(Data records)

····················

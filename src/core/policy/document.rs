//! Hand-authored policy documents
//!
//! A document describes one environment with its systems and groups, in
//! JSON or TOML:
//!
//! ```toml
//! name = "prod"
//! access = [{ principal = "class:authenticatedUsers", allow = "VIEW" }]
//!
//! [[systems]]
//! name = "billing"
//!
//! [[systems.groups]]
//! name = "db-admins"
//! access = [{ principal = "group:dba@example.com", allow = "JOIN, APPROVE_SELF" }]
//! privileges = [{ type = "iamRoleBinding", project = "billing-prod", role = "roles/cloudsql.admin" }]
//!
//! [[systems.groups.constraints.join]]
//! type = "expiry"
//! min = "PT15M"
//! max = "PT2H"
//! ```

use super::{
    EnvironmentPolicy, JitGroupPolicy, Policy, PolicyNode, PolicySource, Privilege, SystemPolicy,
};
use crate::core::acl::AccessControlList;
use crate::core::constraint::{iso_duration, ConstraintClass, ConstraintSpec};
use crate::core::error::{JitError, PolicyError, Result};
use chrono::Duration;
use serde::{Deserialize, Serialize};

/// Constraints of a node, by class
#[derive(Debug, Clone, Default, PartialEq, Serialize, Deserialize)]
pub struct ConstraintsDocument {
    #[serde(default, skip_serializing_if = "Vec::is_empty")]
    pub join: Vec<ConstraintSpec>,
    #[serde(default, skip_serializing_if = "Vec::is_empty")]
    pub approve: Vec<ConstraintSpec>,
}

impl ConstraintsDocument {
    fn is_empty(&self) -> bool {
        self.join.is_empty() && self.approve.is_empty()
    }
}

/// Settings common to every level
#[derive(Debug, Clone, PartialEq, Serialize, Deserialize)]
#[serde(rename_all = "camelCase")]
pub struct NodeDocument {
    pub name: String,
    /// Recorded for nodes derived from legacy bindings, whose names may be longer
    #[serde(default, skip_serializing_if = "PolicySource::is_document")]
    pub source: PolicySource,
    #[serde(default, skip_serializing_if = "String::is_empty")]
    pub description: String,
    /// Absent means "inherit from the parent"
    #[serde(default, skip_serializing_if = "Option::is_none")]
    pub access: Option<AccessControlList>,
    #[serde(default, skip_serializing_if = "ConstraintsDocument::is_empty")]
    pub constraints: ConstraintsDocument,
    #[serde(default, skip_serializing_if = "Option::is_none")]
    pub min_reviewers: Option<u32>,
    #[serde(
        default,
        with = "iso_duration::option",
        skip_serializing_if = "Option::is_none"
    )]
    pub approval_timeout: Option<Duration>,
}

#[derive(Debug, Clone, PartialEq, Serialize, Deserialize)]
pub struct GroupDocument {
    #[serde(flatten)]
    pub node: NodeDocument,
    #[serde(default, skip_serializing_if = "Vec::is_empty")]
    pub privileges: Vec<Privilege>,
}

#[derive(Debug, Clone, PartialEq, Serialize, Deserialize)]
pub struct SystemDocument {
    #[serde(flatten)]
    pub node: NodeDocument,
    #[serde(default)]
    pub groups: Vec<GroupDocument>,
}

/// An environment policy as written by its authors
#[derive(Debug, Clone, PartialEq, Serialize, Deserialize)]
pub struct PolicyDocument {
    #[serde(flatten)]
    pub node: NodeDocument,
    #[serde(default)]
    pub systems: Vec<SystemDocument>,
}

impl PolicyDocument {
    pub fn from_json(text: &str) -> Result<Self> {
        Ok(serde_json::from_str(text)?)
    }

    pub fn from_toml(text: &str) -> Result<Self> {
        Ok(toml::from_str(text)?)
    }

    pub fn to_json(&self) -> Result<String> {
        Ok(serde_json::to_string_pretty(self)?)
    }

    /// Build and validate the policy tree
    ///
    /// Fails on invalid or duplicate names, invalid constraints, and
    /// invalid approval settings.
    pub fn to_policy(&self) -> std::result::Result<EnvironmentPolicy, PolicyError> {
        let mut environment = EnvironmentPolicy::new(self.node.to_node()?);
        for system_doc in &self.systems {
            let mut system = SystemPolicy::new(system_doc.node.to_node()?);
            for group_doc in &system_doc.groups {
                let group = group_doc
                    .privileges
                    .iter()
                    .cloned()
                    .fold(JitGroupPolicy::new(group_doc.node.to_node()?), |group, privilege| {
                        group.with_privilege(privilege)
                    });
                system.add(group)?;
            }
            environment.add(system)?;
        }
        Ok(environment)
    }

    /// Describe an existing policy tree; loads lazy systems
    pub fn from_policy(environment: &EnvironmentPolicy) -> std::result::Result<Self, PolicyError> {
        let systems = environment
            .systems()
            .map(|system| {
                let groups = system
                    .groups()?
                    .into_iter()
                    .map(|group| GroupDocument {
                        node: NodeDocument::from_node(group.node()),
                        privileges: group.privileges().to_vec(),
                    })
                    .collect();
                Ok(SystemDocument {
                    node: NodeDocument::from_node(system.node()),
                    groups,
                })
            })
            .collect::<std::result::Result<Vec<_>, PolicyError>>()?;

        Ok(PolicyDocument {
            node: NodeDocument::from_node(environment.node()),
            systems,
        })
    }
}

impl EnvironmentPolicy {
    /// Parse and build a policy from a JSON document
    pub fn from_json(text: &str) -> Result<Self> {
        PolicyDocument::from_json(text)?
            .to_policy()
            .map_err(JitError::from)
    }

    /// Parse and build a policy from a TOML document
    pub fn from_toml(text: &str) -> Result<Self> {
        PolicyDocument::from_toml(text)?
            .to_policy()
            .map_err(JitError::from)
    }
}

impl NodeDocument {
    fn to_node(&self) -> std::result::Result<PolicyNode, PolicyError> {
        let mut node =
            PolicyNode::with_source(self.source, self.name.clone(), self.description.clone())?;
        if let Some(acl) = &self.access {
            node = node.with_acl(acl.clone());
        }
        for (class, specs) in [
            (ConstraintClass::Join, &self.constraints.join),
            (ConstraintClass::Approve, &self.constraints.approve),
        ] {
            let mut seen: Vec<&str> = Vec::new();
            for spec in specs {
                if seen.contains(&spec.name()) {
                    return Err(PolicyError::InvalidDocument(format!(
                        "'{}': duplicate {} constraint '{}'",
                        self.name,
                        class,
                        spec.name()
                    )));
                }
                seen.push(spec.name());
                node = node.with_constraint(class, spec.build()?);
            }
        }
        if let Some(min_reviewers) = self.min_reviewers {
            node = node.with_min_reviewers(min_reviewers)?;
        }
        if let Some(timeout) = self.approval_timeout {
            node = node.with_approval_timeout(timeout)?;
        }
        Ok(node)
    }

    fn from_node(node: &PolicyNode) -> Self {
        let specs = |class| node.constraints(class).iter().map(|c| c.to_spec()).collect();
        NodeDocument {
            name: node.name().to_string(),
            source: node.source(),
            description: node.description().to_string(),
            access: node.acl().cloned(),
            constraints: ConstraintsDocument {
                join: specs(ConstraintClass::Join),
                approve: specs(ConstraintClass::Approve),
            },
            min_reviewers: node.min_reviewers(),
            approval_timeout: node.approval_timeout(),
        }
    }
}

#[cfg(test)]
mod tests {
    use super::*;
    use crate::core::acl::Permission;
    use crate::core::principal::{JitGroupId, PrincipalId};

    const TOML: &str = r#"
name = "prod"
description = "Production"
access = [{ principal = "class:authenticatedUsers", allow = "VIEW" }]

[[systems]]
name = "billing"
minReviewers = 2
approvalTimeout = "PT30M"

[[systems.groups]]
name = "db-admins"
access = [{ principal = "group:dba@example.com", allow = "JOIN, APPROVE_SELF" }]
privileges = [{ type = "iamRoleBinding", project = "billing-prod", role = "roles/cloudsql.admin" }]

[[systems.groups.constraints.join]]
type = "expiry"
min = "PT15M"
max = "PT2H"

[[systems.groups.constraints.join]]
type = "expression"
name = "ticket"
displayName = "Ticket number"
expression = "input.ticket.matches('^INC-[0-9]+$')"
variables = [{ name = "ticket", max = 16 }]
"#;

    #[test]
    fn test_from_toml() {
        let env = EnvironmentPolicy::from_toml(TOML).unwrap();
        assert_eq!(env.name(), "prod");

        let system = env.system("billing").unwrap();
        assert_eq!(system.node().min_reviewers(), Some(2));
        assert_eq!(system.node().approval_timeout(), Some(Duration::minutes(30)));

        let context = env
            .resolve(&JitGroupId::new("prod", "billing", "db-admins"))
            .unwrap()
            .unwrap();
        assert_eq!(context.group().privileges().len(), 1);
        assert_eq!(context.effective_constraints(ConstraintClass::Join).len(), 2);

        let acl = context.effective_acl().unwrap();
        assert_eq!(acl.entries()[0].principal, PrincipalId::group("dba@example.com"));
        assert_eq!(
            acl.entries()[0].permissions,
            Permission::JOIN | Permission::APPROVE_SELF
        );
    }

    #[test]
    fn test_json_roundtrip() {
        let env = EnvironmentPolicy::from_toml(TOML).unwrap();
        let document = PolicyDocument::from_policy(&env).unwrap();
        let json = document.to_json().unwrap();

        let reparsed = PolicyDocument::from_json(&json).unwrap();
        assert_eq!(reparsed, document);
        assert!(reparsed.to_policy().is_ok());
    }

    #[test]
    fn test_source_recorded_only_for_legacy_nodes() {
        let env = EnvironmentPolicy::from_toml(TOML).unwrap();
        let json = PolicyDocument::from_policy(&env).unwrap().to_json().unwrap();
        assert!(!json.contains("\"source\""));

        let long_name = "a-system-name-of-thirty-chars";
        let legacy = EnvironmentPolicy::new(PolicyNode::legacy("classic", "").unwrap())
            .with_system(SystemPolicy::new(PolicyNode::legacy(long_name, "").unwrap()))
            .unwrap();
        let document = PolicyDocument::from_policy(&legacy).unwrap();
        let json = document.to_json().unwrap();
        assert!(json.contains("\"source\": \"legacy\""));

        let reimported = PolicyDocument::from_json(&json).unwrap().to_policy().unwrap();
        assert_eq!(reimported.system(long_name).unwrap().node().source(), PolicySource::Legacy);

        // The extended limit is not available to hand-authored nodes
        let authored = format!(r#"{{"name": "env", "systems": [{{"name": "{}"}}]}}"#, long_name);
        assert!(matches!(
            EnvironmentPolicy::from_json(&authored),
            Err(JitError::Policy(PolicyError::InvalidName { .. }))
        ));
    }

    #[test]
    fn test_invalid_documents() {
        let duplicate_group = r#"{
            "name": "env",
            "systems": [{"name": "s", "groups": [{"name": "g"}, {"name": "g"}]}]
        }"#;
        assert!(matches!(
            EnvironmentPolicy::from_json(duplicate_group),
            Err(JitError::Policy(PolicyError::DuplicateName(_)))
        ));

        let bad_name = r#"{"name": "bad.name"}"#;
        assert!(matches!(
            EnvironmentPolicy::from_json(bad_name),
            Err(JitError::Policy(PolicyError::InvalidName { .. }))
        ));

        let bad_constraint = r#"{
            "name": "env",
            "constraints": {"join": [{"type": "expiry", "min": "PT2H", "max": "PT1H"}]}
        }"#;
        assert!(matches!(
            EnvironmentPolicy::from_json(bad_constraint),
            Err(JitError::Policy(PolicyError::Constraint(_)))
        ));

        let duplicate_constraint = r#"{
            "name": "env",
            "constraints": {"join": [
                {"type": "expiry", "min": "PT1H", "max": "PT1H"},
                {"type": "expiry", "min": "PT2H", "max": "PT2H"}
            ]}
        }"#;
        assert!(matches!(
            EnvironmentPolicy::from_json(duplicate_constraint),
            Err(JitError::Policy(PolicyError::InvalidDocument(_)))
        ));

        let zero_reviewers = r#"{"name": "env", "minReviewers": 0}"#;
        assert!(EnvironmentPolicy::from_json(zero_reviewers).is_err());

        assert!(matches!(
            EnvironmentPolicy::from_json("{"),
            Err(JitError::Serialization(_))
        ));
    }
}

····················

EXERCISE AIM — In the entries above, find each line with the word "ConstraintSpec" and copy it.

THE ANSWER —
use crate::core::constraint::{iso_duration, ConstraintClass, ConstraintSpec};
    pub join: Vec<ConstraintSpec>,
    pub approve: Vec<ConstraintSpec>,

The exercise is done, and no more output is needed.